**Data for processing**.

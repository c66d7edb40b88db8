// Copyright (c) 2025 Fabstir
// SPDX-License-Identifier: BUSL-1.1
pub mod cache;
pub mod cli;
pub mod config;
pub mod embeddings;
pub mod models;
pub mod rag;
pub mod rerank;
pub mod vector;

// Re-export the pipeline surface
pub use cache::{CacheEntry, CacheStats, SemanticCache, SemanticCacheConfig};
pub use config::RagConfig;
pub use embeddings::{EmbeddingConfig, EmbeddingEngine, EmbeddingRole};
pub use models::{LoadProgress, LoadStage, ProgressCallback};
pub use rag::{
    ModelError, Passage, QueryStage, RagError, RagQueryOrchestrator, RagResponse,
    RetrievalResult, RetrievalSource,
};
pub use rerank::{Reranker, RerankerConfig};
pub use vector::{QueryVector, RetrievalConfig, VectorRetriever};
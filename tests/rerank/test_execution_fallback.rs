// Copyright (c) 2025 Fabstir
// SPDX-License-Identifier: BUSL-1.1

//! Accelerated-then-CPU loading of the cross-encoder

use crate::common::{test_reranker, test_reranker_config, ScriptedCrossEncoderLoader, CATS};
use fabstir_rag_core::models::ExecutionPath;
use fabstir_rag_core::rag::{ModelError, Passage, RagError};
use fabstir_rag_core::rerank::{Reranker, RerankerConfig};
use std::sync::Arc;

fn one_candidate() -> Vec<Passage> {
    vec![Passage::new("cats", CATS).with_similarity(0.8)]
}

#[tokio::test]
async fn test_accelerated_path_preferred() {
    let loader = Arc::new(ScriptedCrossEncoderLoader::working());
    let reranker = test_reranker(loader.clone());

    reranker.ensure_loaded().await.unwrap();
    assert_eq!(loader.attempts(), vec![ExecutionPath::Accelerated]);
    assert_eq!(
        reranker.execution_path().await,
        Some(ExecutionPath::Accelerated)
    );
}

#[tokio::test]
async fn test_falls_back_to_cpu() {
    let loader = Arc::new(ScriptedCrossEncoderLoader::without_accelerator());
    let reranker = test_reranker(loader.clone());

    let ranked = reranker.rerank("kitten", one_candidate(), 1).await.unwrap();
    assert_eq!(ranked.len(), 1);
    assert_eq!(
        loader.attempts(),
        vec![ExecutionPath::Accelerated, ExecutionPath::Cpu]
    );
    assert_eq!(reranker.execution_path().await, Some(ExecutionPath::Cpu));
}

#[tokio::test]
async fn test_both_paths_failing_is_one_combined_error() {
    let loader = Arc::new(ScriptedCrossEncoderLoader::broken());
    let reranker = test_reranker(loader.clone());

    let err = reranker
        .rerank("kitten", one_candidate(), 1)
        .await
        .unwrap_err();

    match &err {
        RagError::RerankModel(ModelError::AllExecutionPathsFailed {
            accelerated, cpu, ..
        }) => {
            assert!(accelerated.contains("accelerated"), "{}", accelerated);
            assert!(cpu.contains("cpu"), "{}", cpu);
        }
        other => panic!("expected combined failure, got {:?}", other),
    }
    assert!(err.is_fatal());

    // Sticky: no second round of attempts
    assert!(reranker.rerank("kitten", one_candidate(), 1).await.is_err());
    assert_eq!(loader.attempts().len(), 2);
}

#[tokio::test]
async fn test_cpu_only_configuration() {
    let loader = Arc::new(ScriptedCrossEncoderLoader::broken());
    let config = RerankerConfig {
        prefer_accelerated: false,
        ..test_reranker_config()
    };
    let reranker = Reranker::new(&config, loader.clone(), None);

    let err = reranker.ensure_loaded().await.unwrap_err();
    assert!(matches!(
        err,
        RagError::RerankModel(ModelError::LoadFailed { .. })
    ));
    assert_eq!(loader.attempts(), vec![ExecutionPath::Cpu]);
}
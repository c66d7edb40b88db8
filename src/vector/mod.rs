// Copyright (c) 2025 Fabstir
// SPDX-License-Identifier: BUSL-1.1
//! Vector format and retrieval backends

pub mod local_store;
pub mod mock;
pub mod remote;
pub mod retriever;
pub mod similarity;

pub use local_store::LocalPassageStore;
pub use mock::InMemoryVectorBackend;
pub use remote::{
    build_remote_backend, HttpVectorBackend, RemoteBackendConfig, RemoteBackendError,
    RemoteMatch, RemoteVectorBackend, VectorBackend,
};
pub use retriever::{
    apply_floor, RemoteThenLocal, RetrievalConfig, RetrievalOutcome, VectorRetriever,
};
pub use similarity::{
    cosine_similarity, decode_vector, encode_vector, l2_norm, QueryVector, VectorError,
    NORM_TOLERANCE,
};
// Copyright (c) 2025 Fabstir
// SPDX-License-Identifier: BUSL-1.1
pub mod query;
pub mod warmup;

use anyhow::Result;
use clap::{Parser, Subcommand};
use std::path::PathBuf;

use crate::config::RagConfig;

/// Fabstir RAG CLI
#[derive(Parser, Debug)]
#[command(name = "fabstir-rag")]
#[command(version)]
#[command(about = "Retrieval pipeline tools: indexing, querying and model warmup", long_about = None)]
pub struct Cli {
    /// TOML configuration file (RAG_* env vars override it)
    #[arg(long, global = true, env = "RAG_CONFIG")]
    pub config: Option<PathBuf>,

    #[command(subcommand)]
    pub command: Commands,
}

#[derive(Subcommand, Debug)]
pub enum Commands {
    /// Index passages for an assistant and answer a query
    Query(query::QueryArgs),

    /// Load the embedding and reranking models ahead of time
    Warmup(warmup::WarmupArgs),
}

/// Execute CLI command
pub async fn execute(cli: Cli) -> Result<()> {
    let config = RagConfig::load(cli.config.as_deref())?;

    match cli.command {
        Commands::Query(args) => query::run_query(args, config).await,
        Commands::Warmup(args) => warmup::run_warmup(args, config).await,
    }
}
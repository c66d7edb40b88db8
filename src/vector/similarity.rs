// Copyright (c) 2025 Fabstir
// SPDX-License-Identifier: BUSL-1.1
//! Vector format shared by the embedding engine, retriever and cache
//!
//! Every vector that enters the pipeline is unit-normalized, so cosine
//! similarity between two [`QueryVector`]s is a plain dot product.

use serde::{Deserialize, Serialize};
use thiserror::Error;

/// Tolerance used when checking `‖v‖₂ == 1`
pub const NORM_TOLERANCE: f32 = 1e-3;

#[derive(Error, Debug, Clone, PartialEq)]
pub enum VectorError {
    #[error("Vector must not be empty")]
    Empty,
    #[error("Vector contains NaN or Infinity at index {index}")]
    NonFinite { index: usize },
    #[error("Vector has zero norm and cannot be normalized")]
    ZeroNorm,
    #[error("Dimension mismatch: expected {expected}, got {actual}")]
    DimensionMismatch { expected: usize, actual: usize },
    #[error("Passage {source_id} has no vector")]
    MissingVector { source_id: String },
}

/// A unit-normalized embedding vector
#[derive(Debug, Clone, PartialEq, Serialize, Deserialize)]
#[serde(try_from = "Vec<f32>", into = "Vec<f32>")]
pub struct QueryVector {
    data: Vec<f32>,
}

impl QueryVector {
    /// L2-normalizes `data` into a query vector
    pub fn normalized(mut data: Vec<f32>) -> Result<Self, VectorError> {
        if data.is_empty() {
            return Err(VectorError::Empty);
        }
        if let Some(index) = data.iter().position(|v| !v.is_finite()) {
            return Err(VectorError::NonFinite { index });
        }

        let norm = l2_norm(&data);
        if norm == 0.0 {
            return Err(VectorError::ZeroNorm);
        }
        for value in &mut data {
            *value /= norm;
        }

        Ok(Self { data })
    }

    pub fn as_slice(&self) -> &[f32] {
        &self.data
    }

    pub fn dimension(&self) -> usize {
        self.data.len()
    }

    pub fn norm(&self) -> f32 {
        l2_norm(&self.data)
    }

    pub fn into_inner(self) -> Vec<f32> {
        self.data
    }

    /// Cosine similarity with another normalized vector
    ///
    /// Returns `None` on dimension mismatch.
    pub fn similarity(&self, other: &QueryVector) -> Option<f32> {
        if self.dimension() != other.dimension() {
            return None;
        }
        Some(dot(&self.data, &other.data).clamp(-1.0, 1.0))
    }

    /// Encodes the vector as a comma-separated float list for the remote backend
    pub fn to_wire(&self) -> String {
        encode_vector(&self.data)
    }
}

impl TryFrom<Vec<f32>> for QueryVector {
    type Error = VectorError;

    fn try_from(data: Vec<f32>) -> Result<Self, Self::Error> {
        QueryVector::normalized(data)
    }
}

impl From<QueryVector> for Vec<f32> {
    fn from(vector: QueryVector) -> Self {
        vector.data
    }
}

fn dot(a: &[f32], b: &[f32]) -> f32 {
    a.iter().zip(b.iter()).map(|(x, y)| x * y).sum()
}

pub fn l2_norm(v: &[f32]) -> f32 {
    v.iter().map(|x| x * x).sum::<f32>().sqrt()
}

/// Cosine similarity between two raw vectors
///
/// Does not assume normalization. Returns 0.0 on dimension mismatch or when
/// either vector has zero norm.
pub fn cosine_similarity(a: &[f32], b: &[f32]) -> f32 {
    if a.len() != b.len() {
        return 0.0;
    }

    let norm_a = l2_norm(a);
    let norm_b = l2_norm(b);

    if norm_a == 0.0 || norm_b == 0.0 {
        0.0
    } else {
        (dot(a, b) / (norm_a * norm_b)).clamp(-1.0, 1.0)
    }
}

/// Comma-separated float list, the remote backend's vector encoding
pub fn encode_vector(v: &[f32]) -> String {
    v.iter()
        .map(|x| x.to_string())
        .collect::<Vec<_>>()
        .join(",")
}

pub fn decode_vector(s: &str) -> Result<Vec<f32>, String> {
    let trimmed = s.trim().trim_start_matches('[').trim_end_matches(']');
    if trimmed.is_empty() {
        return Ok(Vec::new());
    }
    trimmed
        .split(',')
        .map(|part| {
            part.trim()
                .parse::<f32>()
                .map_err(|e| format!("invalid float '{}': {}", part.trim(), e))
        })
        .collect()
}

**How to complete this task**.
Look back at the data above. Transcribe exactly the lines starting at the line that contains "Fabstir RAG CLI" and ending at the line that contains "#[arg(long, global = true, env".

**Output of the exercise**.
/// Fabstir RAG CLI
#[derive(Parser, Debug)]
#[command(name = "fabstir-rag")]
#[command(version)]
#[command(about = "Retrieval pipeline tools: indexing, querying and model warmup", long_about = None)]
pub struct Cli {
    /// TOML configuration file (RAG_* env vars override it)
    #[arg(long, global = true, env = "RAG_CONFIG")]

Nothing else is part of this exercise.